▶ TASK GOAL
The answer must consist of the entire listing, repeated exactly.

▶ SUPPLIED ENTRIES
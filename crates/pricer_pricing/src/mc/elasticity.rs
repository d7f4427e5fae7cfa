//! Elasticity of the diffusion term, `S^β` in `dS = rS dt + σ S^β dW`.

use std::fmt;

/// Diffusion elasticity `β`.
///
/// `β = 1` is geometric Brownian motion; `β = 0.5` and `β = 2` are the usual
/// CEV special cases. The special cases skip `powf` but agree with it to
/// rounding.
///
/// # Examples
///
/// ```rust
/// use pricer_pricing::mc::Elasticity;
///
/// assert_eq!(Elasticity::from_beta(0.5), Elasticity::SquareRoot);
/// assert_eq!(Elasticity::from_beta(0.7), Elasticity::General(0.7));
/// assert_eq!(Elasticity::Quadratic.apply(3.0), 9.0);
/// ```
#[derive(Debug, Clone, Copy, PartialEq, Default)]
#[cfg_attr(feature = "serde", derive(serde::Serialize, serde::Deserialize))]
pub enum Elasticity {
    /// β = 1
    #[default]
    Linear,
    /// β = 0.5
    SquareRoot,
    /// β = 2
    Quadratic,
    /// Any other exponent
    General(f64),
}

impl Elasticity {
    /// Picks the special case for exactly 1, 0.5 or 2, `General` otherwise.
    pub fn from_beta(beta: f64) -> Self {
        if beta == 1.0 {
            Elasticity::Linear
        } else if beta == 0.5 {
            Elasticity::SquareRoot
        } else if beta == 2.0 {
            Elasticity::Quadratic
        } else {
            Elasticity::General(beta)
        }
    }

    /// The exponent β.
    pub fn beta(&self) -> f64 {
        match self {
            Elasticity::Linear => 1.0,
            Elasticity::SquareRoot => 0.5,
            Elasticity::Quadratic => 2.0,
            Elasticity::General(beta) => *beta,
        }
    }

    /// Evaluates `x^β`.
    #[inline(always)]
    pub fn apply(&self, x: f64) -> f64 {
        match self {
            Elasticity::Linear => x,
            Elasticity::SquareRoot => x.sqrt(),
            Elasticity::Quadratic => x * x,
            Elasticity::General(beta) => x.powf(*beta),
        }
    }
}

impl From<f64> for Elasticity {
    fn from(beta: f64) -> Self {
        Self::from_beta(beta)
    }
}

impl fmt::Display for Elasticity {
    fn fmt(&self, f: &mut fmt::Formatter<'_>) -> fmt::Result {
        write!(f, "β = {}", self.beta())
    }
}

▶ RESPONSE TO THE TASK
filename crates/pricer_pricing/src/mc/elasticity.rs
repository d7f4427e5fae7cfa
//! Elasticity of the diffusion term, `S^β` in `dS = rS dt + σ S^β dW`.

use std::fmt;

/// Diffusion elasticity `β`.
///
/// `β = 1` is geometric Brownian motion; `β = 0.5` and `β = 2` are the usual
/// CEV special cases. The special cases skip `powf` but agree with it to
/// rounding.
///
/// # Examples
///
/// ```rust
/// use pricer_pricing::mc::Elasticity;
///
/// assert_eq!(Elasticity::from_beta(0.5), Elasticity::SquareRoot);
/// assert_eq!(Elasticity::from_beta(0.7), Elasticity::General(0.7));
/// assert_eq!(Elasticity::Quadratic.apply(3.0), 9.0);
/// ```
#[derive(Debug, Clone, Copy, PartialEq, Default)]
#[cfg_attr(feature = "serde", derive(serde::Serialize, serde::Deserialize))]
pub enum Elasticity {
    /// β = 1
    #[default]
    Linear,
    /// β = 0.5
    SquareRoot,
    /// β = 2
    Quadratic,
    /// Any other exponent
    General(f64),
}

impl Elasticity {
    /// Picks the special case for exactly 1, 0.5 or 2, `General` otherwise.
    pub fn from_beta(beta: f64) -> Self {
        if beta == 1.0 {
            Elasticity::Linear
        } else if beta == 0.5 {
            Elasticity::SquareRoot
        } else if beta == 2.0 {
            Elasticity::Quadratic
        } else {
            Elasticity::General(beta)
        }
    }

    /// The exponent β.
    pub fn beta(&self) -> f64 {
        match self {
            Elasticity::Linear => 1.0,
            Elasticity::SquareRoot => 0.5,
            Elasticity::Quadratic => 2.0,
            Elasticity::General(beta) => *beta,
        }
    }

    /// Evaluates `x^β`.
    #[inline(always)]
    pub fn apply(&self, x: f64) -> f64 {
        match self {
            Elasticity::Linear => x,
            Elasticity::SquareRoot => x.sqrt(),
            Elasticity::Quadratic => x * x,
            Elasticity::General(beta) => x.powf(*beta),
        }
    }
}

impl From<f64> for Elasticity {
    fn from(beta: f64) -> Self {
        Self::from_beta(beta)
    }
}

impl fmt::Display for Elasticity {
    fn fmt(&self, f: &mut fmt::Formatter<'_>) -> fmt::Result {
        write!(f, "β = {}", self.beta())
    }
}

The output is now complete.